The soldiers were not partial to MacDowell canon; they knew too much about the place; and we all breathed a sigh of relief when we emerged from this dark uncanny road and saw the lights of the post, lying low, long, flat, around a square.

CHAPTER XXV

OLD CAMP MACDOWELL

We were expected, evidently, for as we drove along the road in front of the officers' quarters they all came out to meet us, and we received a great welcome.

Captain Corliss of C company welcomed us to the post and to his company, and said he hoped I should like MacDowell better than I did Ehrenberg. Now Ehrenberg seemed years agone, and I could laugh at the mention of it.

Supper was awaiting us at Captain Corliss's, and Mrs. Kendall, wife of Lieutenant Kendall, Sixth Cavalry, had, in Jack's absence, put the finishing touches to our quarters. So I went at once to a comfortable home, and life in the army began again for me.
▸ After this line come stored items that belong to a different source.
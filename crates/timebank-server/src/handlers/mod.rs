// SPDX-License-Identifier: Apache-2.0

pub(crate) mod auth;
pub(crate) mod banks;
pub(crate) mod clients;
pub(crate) mod entries;
pub(crate) mod invites;
pub(crate) mod notifications;
pub(crate) mod projects;
pub(crate) mod system;
pub(crate) mod users;

#[cfg(test)]
pub(crate) mod test_support {
    use crate::AppState;
    use axum::http::{HeaderMap, HeaderValue};
    use chrono::Utc;
    use timebank_core::password::hash_password;
    use timebank_core::token::{generate_token, token_hash};
    use timebank_model::{
        Client, ClientId, ClientName, EmailAddress, PersonName, Role, User,
    };
    use timebank_store::{NewClient, NewUser};

    pub(crate) fn seed_user(
        state: &AppState,
        email: &str,
        role: Role,
        client_id: Option<ClientId>,
    ) -> User {
        state
            .store
            .create_user(
                &NewUser {
                    email: EmailAddress::parse(email).expect("email"),
                    name: PersonName::parse("Test Person").expect("name"),
                    role,
                    client_id,
                    password_hash: hash_password("hunter22", 1_000).expect("hash"),
                },
                Utc::now(),
            )
            .expect("seed user")
    }

    pub(crate) fn seed_client(state: &AppState, name: &str) -> Client {
        state
            .store
            .create_client(
                &NewClient {
                    name: ClientName::parse(name).expect("name"),
                    contact_email: EmailAddress::parse("ops@client.example").expect("email"),
                    warn_threshold_pct: 20,
                    notify_on_entry: false,
                },
                Utc::now(),
            )
            .expect("seed client")
    }

    /// Creates a session for the user and returns headers carrying it.
    pub(crate) fn session_headers(state: &AppState, user: &User) -> HeaderMap {
        let token = generate_token();
        state
            .store
            .create_session(
                &user.id,
                &token_hash(&token),
                state.config.session_ttl(),
                Utc::now(),
            )
            .expect("session");
        let mut headers = HeaderMap::new();
        headers.insert(
            "authorization",
            HeaderValue::from_str(&format!("Bearer {token}")).expect("header"),
        );
        headers
    }
}
// SPDX-License-Identifier: Apache-2.0

//! Request and response bodies. Requests carry raw strings for fields the
//! handlers validate through the model's parsers, so a bad value maps to
//! `invalid_parameter` naming the field rather than a serde rejection.

use chrono::{DateTime, NaiveDate, Utc};
use serde::{Deserialize, Serialize};
use timebank_model::{
    ClientId, Hours, Invitation, ProjectId, Role, Timebank, TimeEntry, User, UserId,
};

#[derive(Debug, Clone, PartialEq, Eq, Deserialize)]
#[serde(deny_unknown_fields)]
pub struct LoginRequest {
    pub email: String,
    pub password: String,
}

#[derive(Debug, Clone, PartialEq, Eq, Deserialize)]
#[serde(deny_unknown_fields)]
pub struct AcceptInviteRequest {
    pub token: String,
    pub name: String,
    pub password: String,
}

#[derive(Debug, Clone, PartialEq, Eq, Deserialize)]
#[serde(deny_unknown_fields)]
pub struct CreateInvitationRequest {
    pub email: String,
    pub role: Role,
    #[serde(default)]
    pub client_id: Option<ClientId>,
}

#[derive(Debug, Clone, PartialEq, Eq, Deserialize)]
#[serde(deny_unknown_fields)]
pub struct CreateUserRequest {
    pub email: String,
    pub name: String,
    pub password: String,
    pub role: Role,
    #[serde(default)]
    pub client_id: Option<ClientId>,
}

#[derive(Debug, Clone, Default, PartialEq, Eq, Deserialize)]
#[serde(deny_unknown_fields)]
pub struct UpdateUserRequest {
    #[serde(default)]
    pub name: Option<String>,
    #[serde(default)]
    pub role: Option<Role>,
    #[serde(default)]
    pub client_id: Option<ClientId>,
    #[serde(default)]
    pub active: Option<bool>,
    #[serde(default)]
    pub password: Option<String>,
}

#[derive(Debug, Clone, PartialEq, Eq, Deserialize)]
#[serde(deny_unknown_fields)]
pub struct CreateClientRequest {
    pub name: String,
    pub contact_email: String,
    #[serde(default)]
    pub warn_threshold_pct: Option<u8>,
    #[serde(default)]
    pub notify_on_entry: Option<bool>,
}

#[derive(Debug, Clone, Default, PartialEq, Eq, Deserialize)]
#[serde(deny_unknown_fields)]
pub struct UpdateClientRequest {
    #[serde(default)]
    pub name: Option<String>,
    #[serde(default)]
    pub contact_email: Option<String>,
    #[serde(default)]
    pub warn_threshold_pct: Option<u8>,
    #[serde(default)]
    pub notify_on_entry: Option<bool>,
    #[serde(default)]
    pub active: Option<bool>,
}

#[derive(Debug, Clone, PartialEq, Eq, Deserialize)]
#[serde(deny_unknown_fields)]
pub struct CreateProjectRequest {
    pub client_id: ClientId,
    pub name: String,
}

#[derive(Debug, Clone, Default, PartialEq, Eq, Deserialize)]
#[serde(deny_unknown_fields)]
pub struct UpdateProjectRequest {
    #[serde(default)]
    pub name: Option<String>,
    #[serde(default)]
    pub active: Option<bool>,
}

#[derive(Debug, Clone, PartialEq, Eq, Deserialize)]
#[serde(deny_unknown_fields)]
pub struct CreateTimebankRequest {
    pub client_id: ClientId,
    pub name: String,
    pub purchased_hours: Hours,
    #[serde(default)]
    pub purchased_at: Option<NaiveDate>,
}

#[derive(Debug, Clone, Default, PartialEq, Eq, Deserialize)]
#[serde(deny_unknown_fields)]
pub struct UpdateTimebankRequest {
    #[serde(default)]
    pub name: Option<String>,
    #[serde(default)]
    pub purchased_hours: Option<Hours>,
}

#[derive(Debug, Clone, PartialEq, Eq, Deserialize)]
#[serde(deny_unknown_fields)]
pub struct LogEntryRequest {
    pub client_id: ClientId,
    pub project_id: ProjectId,
    pub hours: Hours,
    pub work_date: NaiveDate,
    #[serde(default)]
    pub note: Option<String>,
    /// Admins and managers may log on behalf of another member.
    #[serde(default)]
    pub user_id: Option<UserId>,
}

#[derive(Debug, Clone, PartialEq, Eq, Serialize, Deserialize)]
#[serde(deny_unknown_fields)]
pub struct TokenResponse {
    pub token: String,
    pub expires_at: DateTime<Utc>,
}

#[derive(Debug, Clone, PartialEq, Eq, Serialize, Deserialize)]
#[serde(deny_unknown_fields)]
pub struct MeResponse {
    pub user: User,
    pub session_expires_at: DateTime<Utc>,
}

#[derive(Debug, Clone, PartialEq, Eq, Serialize, Deserialize)]
#[serde(deny_unknown_fields)]
pub struct ListResponse<T> {
    pub items: Vec<T>,
    pub next_cursor: Option<String>,
}

impl<T> ListResponse<T> {
    #[must_use]
    pub fn without_cursor(items: Vec<T>) -> Self {
        Self {
            items,
            next_cursor: None,
        }
    }
}

/// Result of logging work: the entry slices that were written and the
/// post-allocation state of every bank they touched.
#[derive(Debug, Clone, PartialEq, Eq, Serialize, Deserialize)]
#[serde(deny_unknown_fields)]
pub struct EntryLoggedResponse {
    pub entries: Vec<TimeEntry>,
    pub banks: Vec<Timebank>,
}

/// The invitation token appears here once and is never readable again;
/// only its hash is stored.
#[derive(Debug, Clone, PartialEq, Eq, Serialize, Deserialize)]
#[serde(deny_unknown_fields)]
pub struct InvitationCreatedResponse {
    pub invitation: Invitation,
    pub token: String,
}

#[derive(Debug, Clone, PartialEq, Eq, Serialize, Deserialize)]
#[serde(deny_unknown_fields)]
pub struct VersionResponse {
    pub name: String,
    pub version: String,
    pub schema_version: i64,
}

#[cfg(test)]
mod tests {
    use super::*;

    #[test]
    fn log_entry_request_accepts_decimal_hour_strings() {
        let raw = r#"{
            "client_id": "3e0b9f53-94a4-44a9-8dcb-6de180635a33",
            "project_id": "b8f7c9be-37c2-4b53-a06f-2f54a3a0e4d4",
            "hours": "2.50",
            "work_date": "2026-03-02"
        }"#;
        let parsed: LogEntryRequest = serde_json::from_str(raw).expect("parse");
        assert_eq!(parsed.hours, Hours::from_centihours(250));
        assert!(parsed.note.is_none());
        assert!(parsed.user_id.is_none());
    }

    #[test]
    fn unknown_fields_are_rejected() {
        let raw = r#"{"email": "a@b.example", "password": "pw", "extra": 1}"#;
        assert!(serde_json::from_str::<LoginRequest>(raw).is_err());
    }

    #[test]
    fn patch_requests_default_to_empty() {
        let parsed: UpdateClientRequest = serde_json::from_str("{}").expect("parse");
        assert_eq!(parsed, UpdateClientRequest::default());
    }
}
How good everything seemed! There was Doctor Clark, whom I had met first at Ehrenberg, and who wanted to throw Patrocina and Jesusita into the Colorado. I was so glad to find him there; he was such a good doctor, and we never had a moment's anxiety, as long as he staid at Camp MacDowell. Our confidence in him was unbounded.

It was easy enough to obtain a man from the company. There were then no hateful laws forbidding soldiers to work in officers' families; no dreaded inspectors, who put the flat question, "Do you employ a soldier for menial labor?"

Captain Corliss gave me an old man by the name of Smith, and he was glad to come and stay with us and do what simple cooking we required. One of the laundresses let me have her daughter for nurserymaid, and our small establishment at Camp MacDowell moved on smoothly, if not with elegance.

The officers' quarters were a long, low line of adobe buildings with no space between them; the houses were separated only by thick walls. In front, the windows looked out over the parade ground. In the rear, they opened out on a road which ran along the whole length, and on the other side of which lay another row of long, low buildings which were the kitchens, each set of quarters having its own.

We occupied the quarters at the end of the row, and a large bay window looked out over a rather desolate plain, and across to the large and well-kept hospital.